WHAT TO PRODUCE: Output, without any change, the listing below from its opening line up to and including the line with "pub struct SessionReport".

--- START ---

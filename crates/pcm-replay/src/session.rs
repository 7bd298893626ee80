//! Playback session: source -> decoder -> pacer -> sink.
//!
//! Lifecycle:
//! - `Opening`: validate the layout and hand stream metadata to the sink
//! - `Streaming`: release one chunk per pacer authorization
//! - end of pass: `Looping` back to `Streaming`, or `EndReached` then `Stopped`
//! - a cancel request stops the session from any state; unrecoverable errors end in `Failed`

use std::sync::Arc;
use std::sync::atomic::{AtomicBool, AtomicU64, Ordering};

use crate::clock::Clock;
use crate::config::{ReplayConfig, StreamLabels};
use crate::error::{ReplayError, Result};
use crate::format::StreamDescriptor;
use crate::pacer::{Pacer, Poll};
use crate::sink::Sink;
use crate::source::FrameSource;

#[derive(Clone, Copy, Debug, PartialEq, Eq)]
pub enum SessionState {
    Opening,
    Streaming,
    Looping,
    EndReached,
    Stopped,
    Failed,
}

/// Why a session stopped cleanly.
#[derive(Clone, Copy, Debug, PartialEq, Eq)]
pub enum EndReason {
    /// The last pass finished and looping is off.
    EndOfStream,
    /// The cancel flag was raised.
    Interrupted,
    /// A pass produced no frames at all.
    EmptySource,
}

/// Optional knobs for one session.
#[derive(Clone, Debug, Default)]
pub struct SessionOptions {
    /// Raised externally to stop the session at the next poll.
    pub cancel: Option<Arc<AtomicBool>>,
    /// Incremented by every frame handed to the sink.
    pub emitted_frames: Option<Arc<AtomicU64>>,
    pub labels: StreamLabels,
}

/// Outcome of a session that ended without error.
#[derive(Clone, Copy, Debug, PartialEq, Eq)]
pub struct SessionReport {
    pub state: SessionState,
    pub end: EndReason,
    /// Frames pushed across all passes.
    pub frames_emitted: u64,
    /// Passes started, including the first.
    pub passes: u64,
}

pub struct PlaybackSession<S: Sink, C: Clock> {
    source: Box<dyn FrameSource>,
    sink: S,
    pacer: Pacer<C>,
    descriptor: StreamDescriptor,
    config: ReplayConfig,
    cancel: Option<Arc<AtomicBool>>,
    emitted_counter: Option<Arc<AtomicU64>>,
    state: SessionState,
    frames_emitted: u64,
    passes: u64,
    raw: Vec<u8>,
    samples: Vec<f32>,
}

impl<S: Sink, C: Clock> PlaybackSession<S, C> {
    /// Validate `source` and attach the stream metadata to `sink`.
    ///
    /// On error nothing has been sent to the sink; source and sink are dropped.
    pub fn open(
        source: Box<dyn FrameSource>,
        mut sink: S,
        config: ReplayConfig,
        clock: C,
        options: SessionOptions,
    ) -> Result<Self> {
        let name = source.describe();
        tracing::debug!(source = %name, state = ?SessionState::Opening, "session opening");

        let descriptor = StreamDescriptor::from_source(source.as_ref())
            .and_then(|descriptor| config.validate_for(&descriptor).map(|_| descriptor))
            .inspect_err(|e| {
                tracing::error!(
                    source = %name,
                    error = %e,
                    state = ?SessionState::Failed,
                    "session failed to open"
                );
            })?;

        let info = options.labels.stream_info(&descriptor, &name);
        if let Err(e) = sink.open(&info) {
            tracing::error!(
                source = %name,
                error = %e,
                state = ?SessionState::Failed,
                "sink refused stream"
            );
            sink.close();
            return Err(e.into());
        }

        tracing::info!(
            source = %name,
            channels = descriptor.channels,
            rate_hz = descriptor.frame_rate,
            encoding = %descriptor.encoding,
            frames = ?descriptor.frame_count,
            chunk_frames = config.chunk_frames,
            loop_playback = config.loop_playback,
            "session open"
        );

        let pacer = Pacer::new(clock, descriptor.frame_rate, config.chunk_frames)
            .with_max_catchup_chunks(config.max_catchup_chunks);

        Ok(Self {
            source,
            sink,
            pacer,
            descriptor,
            config,
            cancel: options.cancel,
            emitted_counter: options.emitted_frames,
            state: SessionState::Streaming,
            frames_emitted: 0,
            passes: 0,
            raw: Vec::new(),
            samples: Vec::new(),
        })
    }

    pub fn state(&self) -> SessionState {
        self.state
    }

    pub fn descriptor(&self) -> &StreamDescriptor {
        &self.descriptor
    }

    /// Drive the session until it stops or fails; the sink is closed either way.
    pub fn run(mut self) -> Result<SessionReport> {
        match self.stream() {
            Ok(end) => {
                self.transition(SessionState::Stopped);
                self.sink.close();
                tracing::info!(
                    end = ?end,
                    frames = self.frames_emitted,
                    passes = self.passes,
                    forgiven_frames = self.pacer.forgiven_frames(),
                    "session stopped"
                );
                Ok(SessionReport {
                    state: self.state,
                    end,
                    frames_emitted: self.frames_emitted,
                    passes: self.passes,
                })
            }
            Err(e) => {
                self.transition(SessionState::Failed);
                tracing::error!(error = %e, frames = self.frames_emitted, "session failed");
                self.sink.abort(&e.to_string());
                self.sink.close();
                Err(e)
            }
        }
    }

    fn stream(&mut self) -> Result<EndReason> {
        self.pacer.start_pass();
        self.passes = 1;
        let mut pass_frames = 0u64;

        loop {
            if self.cancelled() {
                tracing::info!(frames = self.frames_emitted, "stop requested");
                return Ok(EndReason::Interrupted);
            }

            let frames = match self.pacer.poll() {
                Poll::Wait(d) => {
                    self.pacer.wait(d);
                    continue;
                }
                Poll::Emit { frames } => frames,
            };

            let emitted = self.emit_chunk(frames)?;
            pass_frames += emitted as u64;

            let pass_done =
                emitted < frames || self.descriptor.frame_count == Some(pass_frames);
            if !pass_done {
                continue;
            }

            if pass_frames == 0 {
                tracing::warn!(source = %self.source.describe(), "source produced no frames");
                return Ok(EndReason::EmptySource);
            }

            tracing::debug!(pass = self.passes, frames = pass_frames, "pass complete");
            if !self.config.loop_playback {
                self.transition(SessionState::EndReached);
                return Ok(EndReason::EndOfStream);
            }

            self.transition(SessionState::Looping);
            self.source.rewind()?;
            self.sink.begin_pass()?;
            self.pacer.start_pass();
            self.passes += 1;
            pass_frames = 0;
            self.transition(SessionState::Streaming);
        }
    }

    /// Read, decode and push up to `frames` frames; returns how many reached the sink.
    fn emit_chunk(&mut self, frames: usize) -> Result<usize> {
        self.raw.clear();
        self.source.read_frames(frames, &mut self.raw)?;

        self.samples.clear();
        let channels = self.descriptor.channel_count();
        let stats = self
            .descriptor
            .encoding
            .decode_interleaved(&self.raw, channels, &mut self.samples);
        if stats.dropped_bytes > 0 {
            let err = ReplayError::TruncatedFrame {
                dropped_bytes: stats.dropped_bytes,
                frame_bytes: self.descriptor.frame_bytes(),
            };
            tracing::warn!(error = %err, "dropping partial frame");
        }

        for frame in self.samples.chunks_exact(channels) {
            self.sink.push_frame(frame)?;
        }
        if stats.frames > 0 {
            self.sink.flush()?;
        }

        self.pacer.record_emitted(stats.frames);
        self.frames_emitted += stats.frames as u64;
        if let Some(counter) = &self.emitted_counter {
            counter.fetch_add(stats.frames as u64, Ordering::Relaxed);
        }
        Ok(stats.frames)
    }

    fn cancelled(&self) -> bool {
        self.cancel
            .as_ref()
            .is_some_and(|c| c.load(Ordering::Relaxed))
    }

    fn transition(&mut self, next: SessionState) {
        if self.state != next {
            tracing::debug!(from = ?self.state, to = ?next, "session state");
            self.state = next;
        }
    }
}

--- END ---

EXERCISE ANSWER:
filename crates/pcm-replay/src/session.rs
repository 7bd298893626ee80
//! Playback session: source -> decoder -> pacer -> sink.
//!
//! Lifecycle:
//! - `Opening`: validate the layout and hand stream metadata to the sink
//! - `Streaming`: release one chunk per pacer authorization
//! - end of pass: `Looping` back to `Streaming`, or `EndReached` then `Stopped`
//! - a cancel request stops the session from any state; unrecoverable errors end in `Failed`

use std::sync::Arc;
use std::sync::atomic::{AtomicBool, AtomicU64, Ordering};

use crate::clock::Clock;
use crate::config::{ReplayConfig, StreamLabels};
use crate::error::{ReplayError, Result};
use crate::format::StreamDescriptor;
use crate::pacer::{Pacer, Poll};
use crate::sink::Sink;
use crate::source::FrameSource;

#[derive(Clone, Copy, Debug, PartialEq, Eq)]
pub enum SessionState {
    Opening,
    Streaming,
    Looping,
    EndReached,
    Stopped,
    Failed,
}

/// Why a session stopped cleanly.
#[derive(Clone, Copy, Debug, PartialEq, Eq)]
pub enum EndReason {
    /// The last pass finished and looping is off.
    EndOfStream,
    /// The cancel flag was raised.
    Interrupted,
    /// A pass produced no frames at all.
    EmptySource,
}

/// Optional knobs for one session.
#[derive(Clone, Debug, Default)]
pub struct SessionOptions {
    /// Raised externally to stop the session at the next poll.
    pub cancel: Option<Arc<AtomicBool>>,
    /// Incremented by every frame handed to the sink.
    pub emitted_frames: Option<Arc<AtomicU64>>,
    pub labels: StreamLabels,
}

/// Outcome of a session that ended without error.
#[derive(Clone, Copy, Debug, PartialEq, Eq)]
pub struct SessionReport {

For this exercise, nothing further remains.